Se n’è andato Stefano Benni, e con lui si spegne una delle ultime scintille dell’ironia letteraria italiana. Aveva settantotto anni, ma era come se la sua voce avesse avuto sempre l’energia di un ragazzo che non si arrende mai al grigiore dei tempi. Era nato a Bologna il 12 agosto del 1947, e da quella città aveva preso la passione per i bar, i luoghi di ritrovo, i microcosmi popolati di figure improbabili eppure verissime.
Bar Sport, ultima chiamata: ci lascia Stefano Benni
Con Bar Sport, nel 1976, aveva dato vita a un universo satirico che da allora non ha smesso di respirare, di ridere e di raccontarci meglio di qualsiasi saggio politico il cuore tragicomico del nostro Paese. Al centro, regina immortale di quel mondo, c’era lei, la Luisona. Non un semplice dolce, ma un fossile zuccherato sopravvissuto dal 1959 in una vetrina di provincia, pastarella ingiallita e indigeribile, barometro meteorologico e mito nazionale. La sua crema cambiava colore come un presagio, il suo aspetto immutabile raccontava un’Italia immobile, eppure capace di farsi notare sempre, e quasi sempre per il peggio. Mangiarla era un atto fatale, un rito iniziatico, la madre di tutti i trigliceridi. In quella invenzione c’era tutto Benni: la capacità di trasformare un dettaglio minuscolo in allegoria universale, il talento di inventare leggende dove la realtà non bastava più.

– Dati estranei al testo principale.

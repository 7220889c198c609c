//! Type-weighted split of a target throughput across the server nodes.
//!
//! Different tiers absorb different fractions of end-to-end traffic: load
//! balancers and gateways see the whole stream, caches and backup nodes only
//! a fraction. Each node receives `target * weight / total_weight`.

use crate::graph::{NodeKind, ServerNode};

/// Relative share of traffic a node of `kind` absorbs.
pub fn load_weight(kind: NodeKind) -> f64 {
    match kind {
        NodeKind::Lb => 1.2,
        NodeKind::Gateway => 1.3,
        NodeKind::App => 1.0,
        NodeKind::Micro => 0.8,
        NodeKind::Db => 0.6,
        NodeKind::Cache => 0.4,
        NodeKind::Mq => 0.7,
        NodeKind::Cdn => 0.3,
        NodeKind::Asg => 1.1,
        NodeKind::Dr => 0.2,
        NodeKind::User | NodeKind::Entry => 1.0,
    }
}

/// The load assigned to one node.
#[derive(Debug, Clone, PartialEq)]
pub struct NodeShare {
    pub node_id: String,
    pub weight: f64,
    /// Assigned load in ops/sec.
    pub load: f64,
}

/// Per-node load assignment, in the order the nodes were given.
#[derive(Debug, Clone, Default, PartialEq)]
pub struct LoadDistribution {
    shares: Vec<NodeShare>,
}

impl LoadDistribution {
    pub fn shares(&self) -> &[NodeShare] {
        &self.shares
    }

    /// Load assigned to the first node with this id.
    pub fn load_of(&self, node_id: &str) -> Option<f64> {
        self.shares
            .iter()
            .find(|s| s.node_id == node_id)
            .map(|s| s.load)
    }

    /// Sum of all assigned loads.
    pub fn total(&self) -> f64 {
        self.shares.iter().map(|s| s.load).sum()
    }

    pub fn len(&self) -> usize {
        self.shares.len()
    }

    pub fn is_empty(&self) -> bool {
        self.shares.is_empty()
    }
}

/// Split `target_throughput` across `nodes` by kind weight.
///
/// `user` nodes model external traffic rather than servers and receive no
/// share. An empty server set yields an empty distribution.
pub fn distribute_load<'a>(
    nodes: impl IntoIterator<Item = &'a ServerNode>,
    target_throughput: f64,
) -> LoadDistribution {
    let servers: Vec<&ServerNode> = nodes
        .into_iter()
        .filter(|n| n.kind != NodeKind::User)
        .collect();

    let total_weight: f64 = servers.iter().map(|n| load_weight(n.kind)).sum();
    if servers.is_empty() || total_weight <= 0.0 {
        return LoadDistribution::default();
    }

    let shares = servers
        .into_iter()
        .map(|n| {
            let weight = load_weight(n.kind);
            NodeShare {
                node_id: n.id.clone(),
                weight,
                load: target_throughput * weight / total_weight,
            }
        })
        .collect();

    LoadDistribution { shares }
}
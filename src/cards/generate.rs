//! Flashcard generation from conjugation tables
//!
//! One card per selected verb, tense and person. The front asks for the form
//! and the back shows the full form with its irregular ranges marked.

use serde::{Deserialize, Serialize};
use std::cmp::Ordering;

use crate::error::Result;
use crate::models::{Card, Flashcard, Locale, PersonKey, Tense, VerbConjugationTable, VerbModus};
use crate::verbs::persons::{person_info_line, person_label, person_suffix};
use crate::verbs::{compose_highlighted, ComposeMode};

/// Marks where the verb form starts on a card back
pub const VERB_MARKER: &str = "{{verb}}";

/// Card order
#[derive(Serialize, Deserialize, Clone, Copy, Debug, PartialEq, Eq, Default)]
#[serde(rename_all = "lowercase")]
pub enum SortOrder {
    /// Verb, then tense, then person; each verb starts a new page group
    #[default]
    Infinitive,
    /// Tense, then verb, then person
    Tense,
    /// Person, then verb, then tense
    Person,
}

/// What to generate cards for
#[derive(Serialize, Deserialize, Clone, Debug, PartialEq, Eq)]
#[serde(default, rename_all = "camelCase")]
pub struct FlashcardSelection {
    /// Infinitives to include; `None` takes every table
    pub verbs: Option<Vec<String>>,
    pub tenses: Vec<Tense>,
    pub persons: Vec<PersonKey>,
}

impl Default for FlashcardSelection {
    fn default() -> Self {
        Self {
            verbs: None,
            tenses: Tense::ALL.to_vec(),
            persons: PersonKey::ALL.to_vec(),
        }
    }
}

impl FlashcardSelection {
    fn wants_verb(&self, verb: &str) -> bool {
        self.verbs
            .as_ref()
            .map_or(true, |verbs| verbs.iter().any(|v| v == verb))
    }
}

/// Generation options
#[derive(Serialize, Deserialize, Clone, Debug, PartialEq, Eq, Default)]
#[serde(default, rename_all = "camelCase")]
pub struct GenerateOptions {
    pub selection: FlashcardSelection,
    pub sort_order: SortOrder,
    pub locale: Locale,
    pub verb_modus: VerbModus,
}

struct Entry {
    verb: String,
    sort_verb: String,
    tense: Tense,
    person: PersonKey,
    front: String,
    back: String,
}

impl Entry {
    fn compare(&self, other: &Self, order: SortOrder) -> Ordering {
        let verb = || self.sort_verb.cmp(&other.sort_verb);
        let tense = || self.tense.cmp(&other.tense);
        let person = || self.person.cmp(&other.person);

        match order {
            SortOrder::Infinitive => verb().then_with(tense).then_with(person),
            SortOrder::Tense => tense().then_with(verb).then_with(person),
            SortOrder::Person => person().then_with(verb).then_with(tense),
        }
    }
}

fn front_text(verb: &str, tense: Tense, person: PersonKey, options: &GenerateOptions) -> String {
    format!(
        "{}\n{} {}\n{}\n{} \u{2026}",
        verb,
        tense.label(options.locale),
        options.verb_modus.label(options.locale),
        person_info_line(person),
        person_label(person)
    )
}

/// Generate cards from conjugation tables
///
/// Skips unselected verbs, tenses and persons, non-third persons of
/// third-person-only tables, and records without their key form. With the
/// infinitive order a page-break hint separates consecutive verbs.
pub fn generate_flashcards(tables: &[VerbConjugationTable], options: &GenerateOptions) -> Result<Vec<Card>> {
    let selection = &options.selection;
    let mut entries = Vec::new();

    for table in tables.iter().filter(|t| selection.wants_verb(t.verb())) {
        let verb = table.verb();
        let mut skipped = 0usize;

        for &tense in Tense::ALL.iter().filter(|t| selection.tenses.contains(t)) {
            for person in table.persons().into_iter().filter(|p| selection.persons.contains(p)) {
                let Some(conj) = table.get(person, tense).filter(|c| c.has_key_form(tense)) else {
                    skipped += 1;
                    continue;
                };

                let form = compose_highlighted(conj, tense, table.flags(), ComposeMode::FullDisplay)?;
                entries.push(Entry {
                    verb: verb.to_string(),
                    sort_verb: verb.to_lowercase(),
                    tense,
                    person,
                    front: front_text(verb, tense, person, options),
                    back: format!("{}{} {}{}", person_label(person), person_suffix(person), VERB_MARKER, form),
                });
            }
        }

        if skipped > 0 {
            log::warn!("{}: skipped {} selected form(s) without data", verb, skipped);
        }
    }

    entries.sort_by(|a, b| a.compare(b, options.sort_order));

    let mut cards = Vec::with_capacity(entries.len());
    let mut previous_verb: Option<String> = None;
    for entry in entries {
        if options.sort_order == SortOrder::Infinitive
            && previous_verb.as_deref().is_some_and(|v| v != entry.verb)
        {
            cards.push(Card::PageBreakHint);
        }
        cards.push(Card::Content(Flashcard::with_text(entry.front, entry.back)));
        previous_verb = Some(entry.verb);
    }

    log::debug!("generated {} card(s) from {} table(s)", cards.len(), tables.len());
    Ok(cards)
}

Con lui la satira italiana perde non solo un autore, ma un modo di guardare il mondo. Perché Benni non scriveva per consolare, ma per graffiare. Nei suoi libri la realtà entrava deformata e usciva più vera che mai, come in uno specchio da luna park che, nel rifletterci, ci fa ridere e rabbrividire insieme. “Comici spaventati guerrieri”, “La compagnia dei Celestini”, “Il bar sotto il mare”, “Stranalandia”… ogni titolo era un invito a varcare la soglia di un pianeta alternativo, popolato da creature bizzarre eppure familiari, perché somigliavano a noi nei nostri difetti più inconfessabili.
Era stato poeta, narratore, giornalista, autore teatrale e cinematografico, compagno di strada di artisti come Dario Fo, Franca Rame, Daniel Pennac, persino autore di testi per un giovane Beppe Grillo quando faceva ancora il comico. Amava Beckett e Kubrick, citava Eliot e Poe, e aveva un talento naturale per attraversare le arti senza mai piegarsi a nessuna di esse. La sua penna scivolava con la stessa facilità in un racconto, in una recensione per l’Espresso, in una sceneggiatura o in un reading accompagnato da musicisti. Credeva nella parola detta ad alta voce, letta e condivisa, perché i libri non dovevano restare chiusi in una biblioteca ma diventare vita, incontro, risata comune.
Negli ultimi anni la malattia gli aveva tolto la parola, ma non la capacità di inventare mondi. Lo ricorda oggi il figlio Niclas con un invito semplice e perfettamente benniano: leggere ad alta voce le sue opere a chi ci sta vicino, agli amici, ai figli, agli amanti. Perché Benni, più che un autore da venerare in silenzio, è stato uno scrittore da ridere insieme, da citare al bar come una barzelletta colta, da tirare fuori in compagnia come un vecchio vino che migliora col tempo. Un visionario capace di raccontare un’Italia pigra e rissosa, innamorata dei propri vizi e incapace di liberarsene, ma sempre con una leggerezza che non era mai superficiale. Con lui chiude per sempre il Bar Sport, e insieme si spegne un modo di intendere la letteratura che non chiedeva di essere incasellata in alcun genere. Benni era solo Benni. E questo basta per capire che la sua perdita non è soltanto un lutto letterario, ma un vuoto di immaginazione.